Updates Rules and Strengthen Enforcement. On December 16, 2021, the EPA announced next steps to strengthen the regulatory framework on drinking water lead. The EPA announced additions to the National Primary Drinking Water Regulation: Lead and Copper Rule Revisions (in effect December 2021), outlining steps local water systems should take to achieve complete lead service replacement in addition to oversight and technical assistance for communities impacted by high lead blood levels.

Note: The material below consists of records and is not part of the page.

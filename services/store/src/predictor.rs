//! Access-pattern predictor.
//!
//! Scores every object's temperature from its access history, persists the
//! score and predicted next access, and pre-warms the hottest uncached
//! objects into the hot cache. Scores are advisory; nothing on the
//! foreground path reads them.

use crate::codec::short_id;
use crate::config::PredictorConfig;
use crate::metadata::StoredObject;
use crate::store::{StoreError, TieredStore};
use chrono::{DateTime, Duration, Utc};
use futures::stream::{self, StreamExt};
use std::sync::Arc;
use tracing::{debug, info, warn};

const RECENCY_WEIGHT: f64 = 0.7;
const FREQUENCY_WEIGHT: f64 = 0.3;

/// Score computed for one object in one cycle.
#[derive(Debug, Clone, PartialEq)]
pub struct Prediction {
    pub id: String,
    pub temperature: f64,
    pub predicted_next_access: Option<DateTime<Utc>>,
}

/// Outcome of one predictor cycle.
#[derive(Debug, Clone, Default, PartialEq, Eq)]
pub struct CycleReport {
    pub scored: usize,
    pub candidates: usize,
    pub prewarmed: usize,
    pub failed: usize,
}

/// `1 - elapsed / mean interval`, clamped to [0, 1]. Objects with fewer than
/// two recorded accesses use `default_interval`.
pub fn recency(object: &StoredObject, now: DateTime<Utc>, default_interval: Duration) -> f64 {
    let interval = object
        .mean_access_interval()
        .filter(|d| *d > Duration::zero())
        .unwrap_or(default_interval);
    let interval_ms = interval.num_milliseconds().max(1) as f64;
    let elapsed_ms = (now - object.last_accessed).num_milliseconds().max(0) as f64;
    (1.0 - elapsed_ms / interval_ms).clamp(0.0, 1.0)
}

pub fn frequency(object: &StoredObject, saturation: u64) -> f64 {
    (object.access_count as f64 / saturation.max(1) as f64).min(1.0)
}

pub fn temperature(object: &StoredObject, now: DateTime<Utc>, config: &PredictorConfig) -> f64 {
    let default_interval = Duration::seconds(config.default_interval_secs as i64);
    let score = RECENCY_WEIGHT * recency(object, now, default_interval)
        + FREQUENCY_WEIGHT * frequency(object, config.frequency_saturation);
    score.clamp(0.0, 1.0)
}

pub fn predict(object: &StoredObject, now: DateTime<Utc>, config: &PredictorConfig) -> Prediction {
    Prediction {
        id: object.id.clone(),
        temperature: temperature(object, now, config),
        predicted_next_access: object
            .mean_access_interval()
            .and_then(|interval| object.last_accessed.checked_add_signed(interval)),
    }
}

/// Hottest objects above the threshold that are not cached yet, hottest first.
pub fn rank_candidates<F>(predictions: &[Prediction], config: &PredictorConfig, is_cached: F) -> Vec<String>
where
    F: Fn(&str) -> bool,
{
    let mut hot: Vec<&Prediction> = predictions
        .iter()
        .filter(|p| p.temperature > config.hot_threshold && !is_cached(&p.id))
        .collect();
    hot.sort_by(|a, b| b.temperature.total_cmp(&a.temperature).then_with(|| a.id.cmp(&b.id)));
    hot.into_iter().take(config.top_n).map(|p| p.id.clone()).collect()
}

pub struct AccessPredictor {
    store: Arc<TieredStore>,
    config: PredictorConfig,
}

impl AccessPredictor {
    pub fn new(store: Arc<TieredStore>, config: PredictorConfig) -> Self {
        Self { store, config }
    }

    /// Score all objects and pre-warm the top candidates. Per-object failures
    /// are logged and counted, never returned.
    pub async fn run_cycle(&self, now: DateTime<Utc>) -> Result<CycleReport, StoreError> {
        let metadata = self.store.metadata();
        let objects = metadata.list().await?;

        let predictions: Vec<Prediction> = objects.iter().map(|o| predict(o, now, &self.config)).collect();
        for p in &predictions {
            if let Err(e) = metadata
                .update_prediction(&p.id, p.temperature, p.predicted_next_access)
                .await
            {
                warn!(object_id = %short_id(&p.id), error = %e, "Failed to persist prediction");
            }
        }

        let cache = self.store.cache();
        let candidates = rank_candidates(&predictions, &self.config, |id| cache.contains(id));

        let prewarms: Vec<_> = candidates.iter().map(|id| self.prewarm_one(id)).collect();
        let outcomes: Vec<Result<bool, StoreError>> = stream::iter(prewarms)
            .buffer_unordered(self.config.prewarm_concurrency.max(1))
            .collect()
            .await;

        let prewarmed = outcomes.iter().filter(|r| matches!(r, Ok(true))).count();
        let failed = outcomes.iter().filter(|r| r.is_err()).count();
        metrics::counter!("store.prewarm.completed").increment(prewarmed as u64);
        metrics::counter!("store.prewarm.failed").increment(failed as u64);

        let report = CycleReport {
            scored: predictions.len(),
            candidates: candidates.len(),
            prewarmed,
            failed,
        };
        if report.candidates > 0 {
            info!(?report, "Predictor cycle completed");
        } else {
            debug!(scored = report.scored, "Predictor cycle completed, nothing to pre-warm");
        }
        Ok(report)
    }

    async fn prewarm_one(&self, id: &str) -> Result<bool, StoreError> {
        let result = self.store.prewarm(id).await;
        if let Err(e) = &result {
            warn!(object_id = %short_id(id), error = %e, "Pre-warm failed");
        }
        result
    }
}
impl Config {
    /// Load configuration from environment and config files
    pub fn load() -> anyhow::Result<Self> {
        let config = config::Config::builder()
            // Add config file if present
            .add_source(config::File::with_name("config/store").required(false))
            .add_source(config::File::with_name("/etc/strata/store").required(false))
            // Override with environment variables
            // STRATA__STORE__CACHE_CAPACITY_BYTES -> store.cache_capacity_bytes
            .add_source(
                config::Environment::with_prefix("STRATA")
                    .separator("__")
                    .try_parsing(true),
            )
            .build()?;

        let config: Self = config.try_deserialize()?;
        config.validate()?;
        Ok(config)
    }

    /// Check cross-field constraints serde cannot express
    pub fn validate(&self) -> Result<(), ConfigError> {
        if self.store.cache_capacity_bytes == 0 {
            return Err(ConfigError::InvalidValue {
                key: "store.cache_capacity_bytes".to_string(),
                message: "must be greater than zero".to_string(),
            });
        }

        let fraction = self.store.cache_object_fraction;
        if !(fraction > 0.0 && fraction <= 1.0) {
            return Err(ConfigError::InvalidValue {
                key: "store.cache_object_fraction".to_string(),
                message: format!("{} is outside (0, 1]", fraction),
            });
        }

        let mut names = HashSet::new();
        for backend in &self.backends {
            if !(1..=4).contains(&backend.layer) {
                return Err(ConfigError::InvalidValue {
                    key: format!("backends.{}.layer", backend.name),
                    message: format!("layer {} is outside 1-4", backend.layer),
                });
            }
            if backend.kind == BackendKind::S3 && backend.s3.is_none() {
                return Err(ConfigError::InvalidValue {
                    key: format!("backends.{}.s3", backend.name),
                    message: "s3 backends need bucket settings".to_string(),
                });
            }
            if !names.insert(backend.name.as_str()) {
                return Err(ConfigError::InvalidValue {
                    key: format!("backends.{}", backend.name),
                    message: "duplicate backend name".to_string(),
                });
            }
        }

        for rotation in &self.rotations {
            let backend = self
                .backends
                .iter()
                .find(|b| b.name == rotation.provider)
                .ok_or_else(|| ConfigError::UnknownBackend(rotation.provider.clone()))?;

            if !backend.temporal {
                return Err(ConfigError::InvalidValue {
                    key: format!("rotations.{}", rotation.provider),
                    message: "rotations may only target temporal backends".to_string(),
                });
            }
            if rotation.promo_end <= rotation.promo_start {
                return Err(ConfigError::InvalidValue {
                    key: format!("rotations.{}.promo_end", rotation.provider),
                    message: "promo window ends before it starts".to_string(),
                });
            }
        }

        Ok(())
    }
}

impl StoreConfig {
    /// Get provider call timeout as Duration
    pub fn provider_timeout(&self) -> Duration {
        Duration::from_millis(self.provider_timeout_ms)
    }
}

impl Default for ServiceConfig {
    fn default() -> Self {
        Self {
            name: default_service_name(),
            log_level: default_log_level(),
            metrics_port: default_metrics_port(),
        }
    }
}

impl Default for StoreConfig {
    fn default() -> Self {
        Self {
            cache_capacity_bytes: default_cache_capacity(),
            cache_object_fraction: default_cache_object_fraction(),
            hit_rate_weight: default_hit_rate_weight(),
            provider_timeout_ms: default_provider_timeout_ms(),
            compression_level: default_compression_level(),
            dispatch_concurrency: default_dispatch_concurrency(),
            access_history_limit: default_access_history_limit(),
            master_secret_env: default_master_secret_env(),
        }
    }
}

impl Default for LayerConfig {
    fn default() -> Self {
        Self {
            lightning_max_object_bytes: default_lightning_max_object(),
            warm_max_object_bytes: default_warm_max_object(),
            cold_max_object_bytes: default_cold_max_object(),
            orchestration_cache_bytes: default_orchestration_cache_bytes(),
            execution_warm_bytes: default_execution_warm_bytes(),
            archive_replicas: default_archive_replicas(),
        }
    }
}

impl Default for PredictorConfig {
    fn default() -> Self {
        Self {
            interval_secs: default_predictor_interval_secs(),
            hot_threshold: default_hot_threshold(),
            top_n: default_prewarm_top_n(),
            prewarm_concurrency: default_prewarm_concurrency(),
            frequency_saturation: default_frequency_saturation(),
            default_interval_secs: default_interval_secs(),
        }
    }
}

impl Default for ArbitrageConfig {
    fn default() -> Self {
        Self {
            interval_secs: default_arbitrage_interval_secs(),
            min_discount: default_min_discount(),
            safety_buffer: default_safety_buffer(),
            max_migrations_per_cycle: default_max_migrations(),
            migration_concurrency: default_migration_concurrency(),
        }
    }
}

impl Default for MaintenanceConfig {
    fn default() -> Self {
        Self {
            expiry_interval_secs: default_expiry_interval_secs(),
            stats_interval_secs: default_stats_interval_secs(),
        }
    }
}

Reduce Exposure in Disadvantaged Communities, Schools, Daycare Centers, and Public Housing. The CDC announced through the Childhood Lead Poisoning Prevention Program (CLPPP) (authorized under the Lead Contamination Control Act of 1988) an intent to eliminate childhood lead poisoning as a public health problem by strengthening blood level testing, reporting, and surveillance (providing education and outreach to communities), and linking exposed children to services. Additionally, the goals of the new cabinet level partnership developed under the Action Plan include identifying priority areas for inter-agency coordination, funding alignment opportunities, addressing data gaps, and developing of coordinated guidance to reduce lead exposure in schools and childcare facilities. The HUD and the Department of Interior (DOI) will work to eliminate hazards in federally-assisted housing, including tribal housing by replacing lead services lines whenever water main feeder laces are replaced and mitigating or eliminating lead paint hazards when rehabilitating housing. The USDA will pursue actions through its Rural Development Mission Area Community Facilities Programs, which funds eligible projects for water filter station installation in schools and childcare facilities to prevent lead poisoning.